- _The input_:
○ ○ ○

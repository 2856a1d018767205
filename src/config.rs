// =============================================================================
// Configuration — client limits and watch-loop settings with atomic save
// =============================================================================
//
// Every tunable of the upstream client lives in `ClientConfig`; the binary's
// watchlist settings live in `WatchConfig`. Both load from JSON with
// `#[serde(default)]` on every field so older files keep loading after new
// fields are added, and both can be overridden from the environment.
//
// Persistence uses an atomic tmp + rename pattern to prevent corruption on
// crash.
// =============================================================================

use std::path::{Path, PathBuf};
use std::time::Duration;

use anyhow::{Context, Result};
use serde::{Deserialize, Serialize};
use tracing::{info, warn};

// =============================================================================
// Default-value helpers (required by serde `default = "..."` attribute)
// =============================================================================

fn default_base_url() -> String {
    "https://api.coingecko.com/api/v3".to_string()
}

fn default_requests_per_window() -> u32 {
    25
}

fn default_window_ms() -> u64 {
    60_000
}

fn default_min_gap_ms() -> u64 {
    1_200
}

fn default_window_margin_ms() -> u64 {
    50
}

fn default_price_ttl_ms() -> u64 {
    30_000
}

fn default_meta_ttl_ms() -> u64 {
    3_600_000
}

fn default_max_retries() -> u32 {
    4
}

fn default_backoff_base_ms() -> u64 {
    1_500
}

fn default_debounce_ms() -> u64 {
    100
}

fn default_request_timeout_ms() -> u64 {
    12_000
}

fn default_assets() -> Vec<String> {
    vec![
        "bitcoin".to_string(),
        "ethereum".to_string(),
        "solana".to_string(),
    ]
}

fn default_currency() -> String {
    "usd".to_string()
}

fn default_interval_secs() -> u64 {
    60
}

fn default_state_path() -> PathBuf {
    PathBuf::from("tracker_state.json")
}

// =============================================================================
// ClientConfig
// =============================================================================

/// Limits and cache lifetimes for the upstream market-data client.
#[derive(Debug, Clone, PartialEq, Serialize, Deserialize)]
pub struct ClientConfig {
    /// Base URL every request path is appended to.
    #[serde(default = "default_base_url")]
    pub base_url: String,

    /// Optional demo API key, sent as `x-cg-demo-api-key`.
    #[serde(default)]
    pub api_key: Option<String>,

    // --- Rate limiting ------------------------------------------------------

    /// Maximum dispatches inside one rolling window.
    #[serde(default = "default_requests_per_window")]
    pub requests_per_window: u32,

    /// Length of the rolling window.
    #[serde(default = "default_window_ms")]
    pub window_ms: u64,

    /// Minimum spacing between two consecutive dispatches.
    #[serde(default = "default_min_gap_ms")]
    pub min_gap_ms: u64,

    /// Extra wait added once the window is full, so the oldest dispatch has
    /// definitely left it before we re-check.
    #[serde(default = "default_window_margin_ms")]
    pub window_margin_ms: u64,

    // --- Caching ------------------------------------------------------------

    #[serde(default = "default_price_ttl_ms")]
    pub price_ttl_ms: u64,

    #[serde(default = "default_meta_ttl_ms")]
    pub meta_ttl_ms: u64,

    // --- Retries ------------------------------------------------------------

    /// Total attempts allowed for one upstream call (first try included).
    #[serde(default = "default_max_retries")]
    pub max_retries: u32,

    /// First backoff step; doubles on each further attempt.
    #[serde(default = "default_backoff_base_ms")]
    pub backoff_base_ms: u64,

    // --- Batching & transport -----------------------------------------------

    /// Debounce window for coalescing concurrent price requests.
    #[serde(default = "default_debounce_ms")]
    pub debounce_ms: u64,

    /// Wall-clock timeout for a single transport call.
    #[serde(default = "default_request_timeout_ms")]
    pub request_timeout_ms: u64,
}

impl Default for ClientConfig {
    fn default() -> Self {
        Self {
            base_url: default_base_url(),
            api_key: None,
            requests_per_window: default_requests_per_window(),
            window_ms: default_window_ms(),
            min_gap_ms: default_min_gap_ms(),
            window_margin_ms: default_window_margin_ms(),
            price_ttl_ms: default_price_ttl_ms(),
            meta_ttl_ms: default_meta_ttl_ms(),
            max_retries: default_max_retries(),
            backoff_base_ms: default_backoff_base_ms(),
            debounce_ms: default_debounce_ms(),
            request_timeout_ms: default_request_timeout_ms(),
        }
    }
}

impl ClientConfig {
    pub fn window(&self) -> Duration {
        Duration::from_millis(self.window_ms)
    }

    pub fn min_gap(&self) -> Duration {
        Duration::from_millis(self.min_gap_ms)
    }

    pub fn window_margin(&self) -> Duration {
        Duration::from_millis(self.window_margin_ms)
    }

    pub fn price_ttl(&self) -> Duration {
        Duration::from_millis(self.price_ttl_ms)
    }

    pub fn meta_ttl(&self) -> Duration {
        Duration::from_millis(self.meta_ttl_ms)
    }

    pub fn backoff_base(&self) -> Duration {
        Duration::from_millis(self.backoff_base_ms)
    }

    pub fn debounce(&self) -> Duration {
        Duration::from_millis(self.debounce_ms)
    }

    pub fn request_timeout(&self) -> Duration {
        Duration::from_millis(self.request_timeout_ms)
    }

    /// Apply `PRICEWATCH_BASE_URL` / `PRICEWATCH_API_KEY` if set.
    pub fn apply_env_overrides(&mut self) {
        if let Ok(url) = std::env::var("PRICEWATCH_BASE_URL") {
            let url = url.trim().trim_end_matches('/');
            if !url.is_empty() {
                self.base_url = url.to_string();
            }
        }
        if let Ok(key) = std::env::var("PRICEWATCH_API_KEY") {
            let key = key.trim();
            if !key.is_empty() {
                self.api_key = Some(key.to_string());
            }
        }
    }
}

// =============================================================================
// WatchConfig
// =============================================================================

/// Settings for the watch loop run by the binary.
#[derive(Debug, Clone, PartialEq, Serialize, Deserialize)]
pub struct WatchConfig {
    /// Upstream asset ids to track.
    #[serde(default = "default_assets")]
    pub assets: Vec<String>,

    /// Quote currency the tracker reduces prices in.
    #[serde(default = "default_currency")]
    pub currency: String,

    /// Seconds between refreshes.
    #[serde(default = "default_interval_secs")]
    pub interval_secs: u64,

    /// Where highest prices and histories are persisted.
    #[serde(default = "default_state_path")]
    pub state_path: PathBuf,

    #[serde(default)]
    pub client: ClientConfig,
}

impl Default for WatchConfig {
    fn default() -> Self {
        Self {
            assets: default_assets(),
            currency: default_currency(),
            interval_secs: default_interval_secs(),
            state_path: default_state_path(),
            client: ClientConfig::default(),
        }
    }
}

impl WatchConfig {
    /// Load configuration from a JSON file at `path`.
    ///
    /// If the file does not exist, returns an error so the caller can fall
    /// back to defaults with a warning.
    pub fn load(path: impl AsRef<Path>) -> Result<Self> {
        let path = path.as_ref();

        let content = std::fs::read_to_string(path)
            .with_context(|| format!("failed to read watch config from {}", path.display()))?;

        let config: Self = serde_json::from_str(&content)
            .with_context(|| format!("failed to parse watch config from {}", path.display()))?;

        info!(
            path = %path.display(),
            assets = ?config.assets,
            currency = %config.currency,
            "watch config loaded"
        );

        Ok(config)
    }

    /// Persist the configuration to `path` using an atomic write
    /// (write to `.tmp`, then rename).
    pub fn save(&self, path: impl AsRef<Path>) -> Result<()> {
        let path = path.as_ref();

        let content = serde_json::to_string_pretty(self)
            .context("failed to serialise watch config to JSON")?;

        let tmp_path = path.with_extension("json.tmp");

        std::fs::write(&tmp_path, &content)
            .with_context(|| format!("failed to write tmp config to {}", tmp_path.display()))?;

        std::fs::rename(&tmp_path, path)
            .with_context(|| format!("failed to rename tmp config to {}", path.display()))?;

        info!(path = %path.display(), "watch config saved (atomic)");
        Ok(())
    }

    /// Apply environment overrides on top of the loaded file.
    pub fn apply_env_overrides(&mut self) {
        if let Ok(assets) = std::env::var("PRICEWATCH_ASSETS") {
            let parsed: Vec<String> = assets
                .split(',')
                .map(|s| s.trim().to_lowercase())
                .filter(|s| !s.is_empty())
                .collect();
            if !parsed.is_empty() {
                self.assets = parsed;
            }
        }
        if let Ok(currency) = std::env::var("PRICEWATCH_CURRENCY") {
            let currency = currency.trim().to_lowercase();
            if !currency.is_empty() {
                self.currency = currency;
            }
        }
        if let Ok(raw) = std::env::var("PRICEWATCH_INTERVAL_SECS") {
            match raw.trim().parse::<u64>() {
                Ok(secs) if secs > 0 => self.interval_secs = secs,
                _ => warn!(value = %raw, "ignoring invalid PRICEWATCH_INTERVAL_SECS"),
            }
        }
        self.client.apply_env_overrides();
    }
}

○ ○ ○

- _Exercise_: All that is wanted is the stretch of lines above from the one containing "pub fn min_gap(&self)" through the one containing "pub struct WatchConfig", duplicated exactly.

- _Result of this task_:
    pub fn min_gap(&self) -> Duration {
        Duration::from_millis(self.min_gap_ms)
    }

    pub fn window_margin(&self) -> Duration {
        Duration::from_millis(self.window_margin_ms)
    }

    pub fn price_ttl(&self) -> Duration {
        Duration::from_millis(self.price_ttl_ms)
    }

    pub fn meta_ttl(&self) -> Duration {
        Duration::from_millis(self.meta_ttl_ms)
    }

    pub fn backoff_base(&self) -> Duration {
        Duration::from_millis(self.backoff_base_ms)
    }

    pub fn debounce(&self) -> Duration {
        Duration::from_millis(self.debounce_ms)
    }

    pub fn request_timeout(&self) -> Duration {
        Duration::from_millis(self.request_timeout_ms)
    }

    /// Apply `PRICEWATCH_BASE_URL` / `PRICEWATCH_API_KEY` if set.
    pub fn apply_env_overrides(&mut self) {
        if let Ok(url) = std::env::var("PRICEWATCH_BASE_URL") {
            let url = url.trim().trim_end_matches('/');
            if !url.is_empty() {
                self.base_url = url.to_string();
            }
        }
        if let Ok(key) = std::env::var("PRICEWATCH_API_KEY") {
            let key = key.trim();
            if !key.is_empty() {
                self.api_key = Some(key.to_string());
            }
        }
    }
}

// =============================================================================
// WatchConfig
// =============================================================================

/// Settings for the watch loop run by the binary.
#[derive(Debug, Clone, PartialEq, Serialize, Deserialize)]
pub struct WatchConfig {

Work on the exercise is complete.